Add me to the list of lost4evers…..Memorial Day was the 3 year Anniversary of my discovery. Hers was supposedly only 6 months, but her lies never end so who knows. I wrote on here about two weeks ago how I struggle to buy her Birthday cards or gifts. The cards are now generic happy birthday instead of the wife cards you see in most stores. Valentines day isn’t even a discussion, nor is a mothers day card. How do you truthfully hand someone a card proclaiming the excelent job they did in rasing our kids when she was the worst example possible. I have kept my mouth shut to her family and mine….but I have lost any feelings and desire to spend extra time with her. Its just a matter of time, and I will move on, she can deal alone with the fallout with her family.


I know exactly how you feel, I am 2 years 4 months post D-day and I feel the same way. I no longer love him like I used to. I do not enjoy being intimate with him. The only difference is my CS’s affair lasted 4 1/2 years, so there was even more time for him & her to cause damage, damage that can never be repaired. My CS is also doing a lot of things to try and repair the damage but it’s just not enough. I have tried so hard, but I too am discouraged. I just wanted you to know that you are not alone, there are others like me who are in the same boat.

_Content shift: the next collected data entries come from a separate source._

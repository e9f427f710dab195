//! Warehouse (BigQuery) destination
//!
//! Serializes each batch to Avro, stages the blob in cloud storage, then
//! runs a load job against `<project>.<dataset>.log_scores` and blocks
//! until the job terminates. The REST API offers no local-file media
//! upload, so staging through the configured bucket stands in for it; the
//! staging object is deleted once the job finishes.

use std::sync::Arc;
use std::time::Duration;

use gcp_bigquery_client::model::job::Job;
use gcp_bigquery_client::model::job_configuration::JobConfiguration;
use gcp_bigquery_client::model::job_configuration_load::JobConfigurationLoad;
use gcp_bigquery_client::model::table_reference::TableReference;
use gcp_bigquery_client::Client;
use object_store::gcp::GoogleCloudStorageBuilder;
use object_store::path::Path as ObjectPath;
use object_store::{ObjectStore, PutPayload};
use tempfile::TempDir;
use tokio_util::sync::CancellationToken;
use tracing::{info, warn};

use archiver_config::Config;
use logscore::LogScore;

use crate::error::{Result, StorageError};
use crate::fileavro::AvroArchiver;
use crate::sink::BatchSizing;

/// Warehouse table loaded by every job.
const TABLE_ID: &str = "log_scores";

/// Prefix for staged load payloads inside the bucket.
const STAGING_PREFIX: &str = "bq-staging";

/// Delay between load-job status polls.
const POLL_INTERVAL: Duration = Duration::from_secs(2);

/// Archiver loading batches into the warehouse via Avro load jobs.
pub struct BigQueryArchiver {
    file_avro: AvroArchiver,
    staging: Arc<dyn ObjectStore>,
    client: Client,
    bucket: String,
    project: String,
    dataset: String,
    sizing: BatchSizing,
    tempdir: Option<TempDir>,
    cancel: CancellationToken,
}

impl std::fmt::Debug for BigQueryArchiver {
    fn fmt(&self, f: &mut std::fmt::Formatter<'_>) -> std::fmt::Result {
        f.debug_struct("BigQueryArchiver")
            .field("file_avro", &self.file_avro)
            .field("staging", &self.staging)
            .field("bucket", &self.bucket)
            .field("project", &self.project)
            .field("dataset", &self.dataset)
            .field("sizing", &self.sizing)
            .field("tempdir", &self.tempdir)
            .field("cancel", &self.cancel)
            .finish()
    }
}

impl BigQueryArchiver {
    pub async fn new(config: &Config, cancel: CancellationToken) -> Result<Self> {
        let dataset = config.storage.bq_dataset.clone();
        if dataset.is_empty() {
            return Err(StorageError::config("bq_dataset must be set"));
        }
        let bucket = config.storage.gc_bucket.clone();
        if bucket.is_empty() {
            return Err(StorageError::config(
                "gc_bucket must be set for load-job staging",
            ));
        }

        let tempdir = tempfile::Builder::new().prefix("bqavro").tempdir()?;
        let file_avro = AvroArchiver::new(tempdir.path(), &config.batch)?;

        let mut builder = GoogleCloudStorageBuilder::new().with_bucket_name(&bucket);
        let credentials = &config.storage.google_application_credentials;
        if !credentials.is_empty() {
            builder = builder.with_service_account_path(credentials);
        }
        let staging = Arc::new(builder.build()?);

        let client = if credentials.is_empty() {
            Client::from_application_default_credentials().await?
        } else {
            Client::from_service_account_key_file(credentials).await?
        };

        Ok(Self {
            file_avro,
            staging,
            client,
            bucket,
            project: config.storage.bq_project.clone(),
            dataset,
            sizing: BatchSizing {
                min_size: config.batch.bq_min_size,
                max_size: config.batch.bq_max_size,
                interval: config.batch.bq_interval,
            },
            tempdir: Some(tempdir),
            cancel,
        })
    }

    pub fn batch_sizing(&self) -> BatchSizing {
        self.sizing
    }

    pub async fn store(&mut self, batch: &[LogScore]) -> Result<usize> {
        let Some(file_name) = AvroArchiver::file_name(batch) else {
            return Ok(0);
        };

        let n = self.file_avro.store(batch)?;
        let local = self.file_avro.path().join(&file_name);
        let location = ObjectPath::from(format!("{STAGING_PREFIX}/{file_name}"));

        let result = self.stage_and_load(&local, &location).await;

        let _ = tokio::fs::remove_file(&local).await;
        if let Err(e) = self.staging.delete(&location).await {
            // The object may not exist when staging itself failed.
            warn!(path = %location, error = %e, "could not remove staging object");
        }
        result?;

        info!(
            project = %self.project,
            dataset = %self.dataset,
            count = n,
            "load job finished"
        );
        Ok(n)
    }

    async fn stage_and_load(
        &self,
        local: &std::path::Path,
        location: &ObjectPath,
    ) -> Result<()> {
        let bytes = tokio::fs::read(local).await?;
        self.staging.put(location, PutPayload::from(bytes)).await?;

        let load = JobConfigurationLoad {
            source_uris: Some(vec![format!("gs://{}/{}", self.bucket, location)]),
            source_format: Some("AVRO".to_string()),
            use_avro_logical_types: Some(true),
            write_disposition: Some("WRITE_APPEND".to_string()),
            destination_table: Some(TableReference {
                project_id: self.project.clone(),
                dataset_id: self.dataset.clone(),
                table_id: TABLE_ID.to_string(),
            }),
            ..Default::default()
        };
        let job = Job {
            configuration: Some(JobConfiguration {
                load: Some(load),
                ..Default::default()
            }),
            ..Default::default()
        };

        let inserted = self.client.job().insert(&self.project, job).await?;
        let reference = inserted
            .job_reference
            .ok_or_else(|| StorageError::LoadJob("job has no reference".into()))?;
        let job_id = reference
            .job_id
            .ok_or_else(|| StorageError::LoadJob("job has no id".into()))?;

        info!(job = %job_id, "waiting for load job");
        self.wait_for_job(&job_id, reference.location.as_deref())
            .await
    }

    /// Poll until the job reaches `DONE`, honoring cancellation. This is
    /// the only unbounded wait in the pipeline.
    async fn wait_for_job(&self, job_id: &str, location: Option<&str>) -> Result<()> {
        loop {
            let job = self
                .client
                .job()
                .get_job(&self.project, job_id, location)
                .await?;

            if let Some(status) = job.status {
                if status.state.as_deref() == Some("DONE") {
                    if let Some(err) = status.error_result {
                        return Err(StorageError::LoadJob(
                            err.message
                                .unwrap_or_else(|| "unspecified load error".into()),
                        ));
                    }
                    return Ok(());
                }
            }

            tokio::select! {
                _ = tokio::time::sleep(POLL_INTERVAL) => {}
                _ = self.cancel.cancelled() => return Err(StorageError::Cancelled),
            }
        }
    }

    pub async fn close(&mut self) -> Result<()> {
        if let Some(dir) = self.tempdir.take() {
            dir.close()?;
        }
        Ok(())
    }
}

This post would be very helpful to married couples that are not dealing with infidelity. But, I have to say that after two and a half years from D day, I have no interest in trying to get to know my husband better. I still have trouble looking at him after knowing he had a two year affair. Sex with him will never feel the same to me again. In fact, I don’t even enjoy it. I keep trying, but my heart is just not into it anymore. I find that I am not even attracted to him anymore. He has been and continues to try to be a good husband and make me happy, but my feelings for him have changed. Since it’s been two years and nine months now, I have lost hope that our marriage will survive all the damage he has done. We both love our children very much and still do many family things together, but nothing that is the same for me. Feeling very discouraged these days!!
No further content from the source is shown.